=== Given records ===
▬▬▬▬▬▬▬▬▬▬

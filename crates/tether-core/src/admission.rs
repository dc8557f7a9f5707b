//! Admission gate
//!
//! Runs the full join check for an invite link: token lookup, meeting lookup,
//! meeting TTL, token window, then capacity. Each step short-circuits with its
//! own [`AccessError`].

use std::time::Duration;

use tracing::info;

use crate::error::AccessError;
use crate::meeting::{Meeting, MeetingRegistry};
use crate::token::{Token, TokenRegistry};

/// Proof that a token passed the gate
#[derive(Clone, Debug, PartialEq, Eq)]
pub struct Admission {
    pub token: String,
    pub meeting_id: String,
    pub room: String,
    /// Join count after this admission (unchanged by [`AdmissionGate::check`])
    pub joins: u32,
    /// End of the token's activation window
    pub token_expires_at: u64,
}

impl Admission {
    fn new(token: &Token, meeting: &Meeting) -> Self {
        Self {
            token: token.value.clone(),
            meeting_id: meeting.meeting_id.clone(),
            room: meeting.room.clone(),
            joins: meeting.joins,
            token_expires_at: token.expires_at.unwrap_or(meeting.expires_at),
        }
    }
}

/// Owns the meeting and token registries
pub struct AdmissionGate {
    meetings: MeetingRegistry,
    tokens: TokenRegistry,
}

impl AdmissionGate {
    pub fn new(token_window: Duration) -> Self {
        Self {
            meetings: MeetingRegistry::new(),
            tokens: TokenRegistry::new(token_window),
        }
    }

    pub fn meetings(&self) -> &MeetingRegistry {
        &self.meetings
    }

    pub fn tokens(&self) -> &TokenRegistry {
        &self.tokens
    }

    /// Issue an invite token for a live meeting
    pub fn invite(&self, meeting_id: &str, now: u64) -> Result<(Token, Meeting), AccessError> {
        self.tokens.issue(&self.meetings, meeting_id, now)
    }

    /// Validate the token and consume one unit of meeting capacity
    pub fn admit(&self, token: &str, now: u64) -> Result<Admission, AccessError> {
        let (token, _) = self.tokens.validate(&self.meetings, token, now).into_result()?;
        let meeting = self.join_validated(&token.meeting_id, now)?;

        info!(
            "Admitted to meeting {} ({}/{})",
            meeting.meeting_id, meeting.joins, meeting.max_participants
        );
        Ok(Admission::new(&token, &meeting))
    }

    /// Count a join for a meeting that just passed validation
    ///
    /// The meeting can be removed or swept in between; that surfaces as an
    /// expired meeting, never as an unknown one.
    fn join_validated(&self, meeting_id: &str, now: u64) -> Result<Meeting, AccessError> {
        self.meetings
            .record_join(meeting_id, now)
            .map_err(|e| match e {
                AccessError::MeetingNotFound => AccessError::MeetingExpired,
                e => e,
            })
    }

    /// Validate the token without touching capacity
    ///
    /// Used by the relay: a connection is admitted on token validity alone,
    /// so it can outnumber the HTTP join counter.
    pub fn check(&self, token: &str, now: u64) -> Result<Admission, AccessError> {
        let (token, meeting) = self.tokens.validate(&self.meetings, token, now).into_result()?;
        Ok(Admission::new(&token, &meeting))
    }

    /// Purge expired meetings, then tokens left without a live meeting
    pub fn sweep(&self, now: u64) -> (usize, usize) {
        let meetings = self.meetings.purge_expired(now);
        let tokens = self.tokens.purge_expired(&self.meetings, now);
        (meetings, tokens)
    }
}

#[cfg(test)]
mod tests {
    use super::*;

    const TTL: Duration = Duration::from_secs(2 * 60 * 60);
    const WINDOW: Duration = Duration::from_secs(5 * 60);

    fn gate_with_meeting(max: u32) -> (AdmissionGate, Meeting) {
        let gate = AdmissionGate::new(WINDOW);
        let meeting = gate.meetings().create(0, TTL, max).unwrap();
        (gate, meeting)
    }

    #[test]
    fn test_fourth_admission_is_rejected() {
        let (gate, meeting) = gate_with_meeting(3);

        for expected in 1..=3 {
            let (token, _) = gate.invite(&meeting.meeting_id, 0).unwrap();
            let admission = gate.admit(&token.value, 1).unwrap();
            assert_eq!(admission.joins, expected);
            assert_eq!(admission.room, meeting.room);
        }

        let (fourth, _) = gate.invite(&meeting.meeting_id, 0).unwrap();
        assert_eq!(
            gate.admit(&fourth.value, 1).unwrap_err(),
            AccessError::CapacityExceeded
        );
        assert_eq!(gate.meetings().get(&meeting.meeting_id, 1).unwrap().joins, 3);

        // A full meeting keeps the rejected token activated and in place.
        assert!(gate.tokens().get(&fourth.value).unwrap().is_activated());
    }

    #[test]
    fn test_admission_error_order() {
        let (gate, meeting) = gate_with_meeting(1);

        assert_eq!(gate.admit("nope", 0).unwrap_err(), AccessError::TokenNotFound);

        let (token, _) = gate.invite(&meeting.meeting_id, 0).unwrap();
        assert_eq!(
            gate.admit(&token.value, meeting.expires_at + 1).unwrap_err(),
            AccessError::MeetingExpired
        );
        assert!(gate.meetings().is_empty());
    }

    #[test]
    fn test_meeting_removed_after_validation_reads_as_expired() {
        let (gate, meeting) = gate_with_meeting(3);
        let (token, _) = gate.invite(&meeting.meeting_id, 0).unwrap();

        gate.check(&token.value, 1).unwrap();
        gate.meetings().remove(&meeting.meeting_id);
        assert_eq!(
            gate.join_validated(&meeting.meeting_id, 1).unwrap_err(),
            AccessError::MeetingExpired
        );
    }

    #[test]
    fn test_window_expired_admission() {
        let (gate, meeting) = gate_with_meeting(3);
        let (token, _) = gate.invite(&meeting.meeting_id, 0).unwrap();

        gate.admit(&token.value, 1_000).unwrap();
        assert_eq!(
            gate.admit(&token.value, 1_000 + 6 * 60_000).unwrap_err(),
            AccessError::WindowExpired
        );
    }

    #[test]
    fn test_check_does_not_consume_capacity() {
        let (gate, meeting) = gate_with_meeting(1);
        let (token, _) = gate.invite(&meeting.meeting_id, 0).unwrap();

        gate.admit(&token.value, 1).unwrap();
        assert_eq!(
            gate.admit(&token.value, 2).unwrap_err(),
            AccessError::CapacityExceeded
        );

        // The relay check still passes on a full meeting.
        let admission = gate.check(&token.value, 3).unwrap();
        assert_eq!(admission.meeting_id, meeting.meeting_id);
        assert_eq!(admission.joins, 1);
        assert_eq!(admission.token_expires_at, 1 + WINDOW.as_millis() as u64);
    }

    #[test]
    fn test_sweep() {
        let (gate, meeting) = gate_with_meeting(3);
        gate.invite(&meeting.meeting_id, 0).unwrap();

        assert_eq!(gate.sweep(1), (0, 0));
        assert_eq!(gate.sweep(meeting.expires_at + 1), (1, 1));
    }
}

▬▬▬▬▬▬▬▬▬▬

=== Try it ===
Write out the records above again, keeping each one identical to the original.

=== Solution ===
filename crates/tether-core/src/admission.rs
repository dc8557f7a9f5707b
//! Admission gate
//!
//! Runs the full join check for an invite link: token lookup, meeting lookup,
//! meeting TTL, token window, then capacity. Each step short-circuits with its
//! own [`AccessError`].

use std::time::Duration;

use tracing::info;

use crate::error::AccessError;
use crate::meeting::{Meeting, MeetingRegistry};
use crate::token::{Token, TokenRegistry};

/// Proof that a token passed the gate
#[derive(Clone, Debug, PartialEq, Eq)]
pub struct Admission {
    pub token: String,
    pub meeting_id: String,
    pub room: String,
    /// Join count after this admission (unchanged by [`AdmissionGate::check`])
    pub joins: u32,
    /// End of the token's activation window
    pub token_expires_at: u64,
}

impl Admission {
    fn new(token: &Token, meeting: &Meeting) -> Self {
        Self {
            token: token.value.clone(),
            meeting_id: meeting.meeting_id.clone(),
            room: meeting.room.clone(),
            joins: meeting.joins,
            token_expires_at: token.expires_at.unwrap_or(meeting.expires_at),
        }
    }
}

/// Owns the meeting and token registries
pub struct AdmissionGate {
    meetings: MeetingRegistry,
    tokens: TokenRegistry,
}

impl AdmissionGate {
    pub fn new(token_window: Duration) -> Self {
        Self {
            meetings: MeetingRegistry::new(),
            tokens: TokenRegistry::new(token_window),
        }
    }

    pub fn meetings(&self) -> &MeetingRegistry {
        &self.meetings
    }

    pub fn tokens(&self) -> &TokenRegistry {
        &self.tokens
    }

    /// Issue an invite token for a live meeting
    pub fn invite(&self, meeting_id: &str, now: u64) -> Result<(Token, Meeting), AccessError> {
        self.tokens.issue(&self.meetings, meeting_id, now)
    }

    /// Validate the token and consume one unit of meeting capacity
    pub fn admit(&self, token: &str, now: u64) -> Result<Admission, AccessError> {
        let (token, _) = self.tokens.validate(&self.meetings, token, now).into_result()?;
        let meeting = self.join_validated(&token.meeting_id, now)?;

        info!(
            "Admitted to meeting {} ({}/{})",
            meeting.meeting_id, meeting.joins, meeting.max_participants
        );
        Ok(Admission::new(&token, &meeting))
    }

    /// Count a join for a meeting that just passed validation
    ///
    /// The meeting can be removed or swept in between; that surfaces as an
    /// expired meeting, never as an unknown one.
    fn join_validated(&self, meeting_id: &str, now: u64) -> Result<Meeting, AccessError> {
        self.meetings
            .record_join(meeting_id, now)
            .map_err(|e| match e {
                AccessError::MeetingNotFound => AccessError::MeetingExpired,
                e => e,
            })
    }

    /// Validate the token without touching capacity
    ///
    /// Used by the relay: a connection is admitted on token validity alone,
    /// so it can outnumber the HTTP join counter.
    pub fn check(&self, token: &str, now: u64) -> Result<Admission, AccessError> {
        let (token, meeting) = self.tokens.validate(&self.meetings, token, now).into_result()?;
        Ok(Admission::new(&token, &meeting))
    }

    /// Purge expired meetings, then tokens left without a live meeting
    pub fn sweep(&self, now: u64) -> (usize, usize) {
        let meetings = self.meetings.purge_expired(now);
        let tokens = self.tokens.purge_expired(&self.meetings, now);
        (meetings, tokens)
    }
}

#[cfg(test)]
mod tests {
    use super::*;

    const TTL: Duration = Duration::from_secs(2 * 60 * 60);
    const WINDOW: Duration = Duration::from_secs(5 * 60);

    fn gate_with_meeting(max: u32) -> (AdmissionGate, Meeting) {
        let gate = AdmissionGate::new(WINDOW);
        let meeting = gate.meetings().create(0, TTL, max).unwrap();
        (gate, meeting)
    }

    #[test]
    fn test_fourth_admission_is_rejected() {
        let (gate, meeting) = gate_with_meeting(3);

        for expected in 1..=3 {
            let (token, _) = gate.invite(&meeting.meeting_id, 0).unwrap();
            let admission = gate.admit(&token.value, 1).unwrap();
            assert_eq!(admission.joins, expected);
            assert_eq!(admission.room, meeting.room);
        }

        let (fourth, _) = gate.invite(&meeting.meeting_id, 0).unwrap();
        assert_eq!(
            gate.admit(&fourth.value, 1).unwrap_err(),
            AccessError::CapacityExceeded
        );
        assert_eq!(gate.meetings().get(&meeting.meeting_id, 1).unwrap().joins, 3);

        // A full meeting keeps the rejected token activated and in place.
        assert!(gate.tokens().get(&fourth.value).unwrap().is_activated());
    }

    #[test]
    fn test_admission_error_order() {
        let (gate, meeting) = gate_with_meeting(1);

        assert_eq!(gate.admit("nope", 0).unwrap_err(), AccessError::TokenNotFound);

        let (token, _) = gate.invite(&meeting.meeting_id, 0).unwrap();
        assert_eq!(
            gate.admit(&token.value, meeting.expires_at + 1).unwrap_err(),
            AccessError::MeetingExpired
        );
        assert!(gate.meetings().is_empty());
    }

    #[test]
    fn test_meeting_removed_after_validation_reads_as_expired() {
        let (gate, meeting) = gate_with_meeting(3);
        let (token, _) = gate.invite(&meeting.meeting_id, 0).unwrap();

        gate.check(&token.value, 1).unwrap();
        gate.meetings().remove(&meeting.meeting_id);
        assert_eq!(
            gate.join_validated(&meeting.meeting_id, 1).unwrap_err(),
            AccessError::MeetingExpired
        );
    }

    #[test]
    fn test_window_expired_admission() {
        let (gate, meeting) = gate_with_meeting(3);
        let (token, _) = gate.invite(&meeting.meeting_id, 0).unwrap();

        gate.admit(&token.value, 1_000).unwrap();
        assert_eq!(
            gate.admit(&token.value, 1_000 + 6 * 60_000).unwrap_err(),
            AccessError::WindowExpired
        );
    }

    #[test]
    fn test_check_does_not_consume_capacity() {
        let (gate, meeting) = gate_with_meeting(1);
        let (token, _) = gate.invite(&meeting.meeting_id, 0).unwrap();

        gate.admit(&token.value, 1).unwrap();
        assert_eq!(
            gate.admit(&token.value, 2).unwrap_err(),
            AccessError::CapacityExceeded
        );

        // The relay check still passes on a full meeting.
        let admission = gate.check(&token.value, 3).unwrap();
        assert_eq!(admission.meeting_id, meeting.meeting_id);
        assert_eq!(admission.joins, 1);
        assert_eq!(admission.token_expires_at, 1 + WINDOW.as_millis() as u64);
    }

    #[test]
    fn test_sweep() {
        let (gate, meeting) = gate_with_meeting(3);
        gate.invite(&meeting.meeting_id, 0).unwrap();

        assert_eq!(gate.sweep(1), (0, 0));
        assert_eq!(gate.sweep(meeting.expires_at + 1), (1, 1));
    }
}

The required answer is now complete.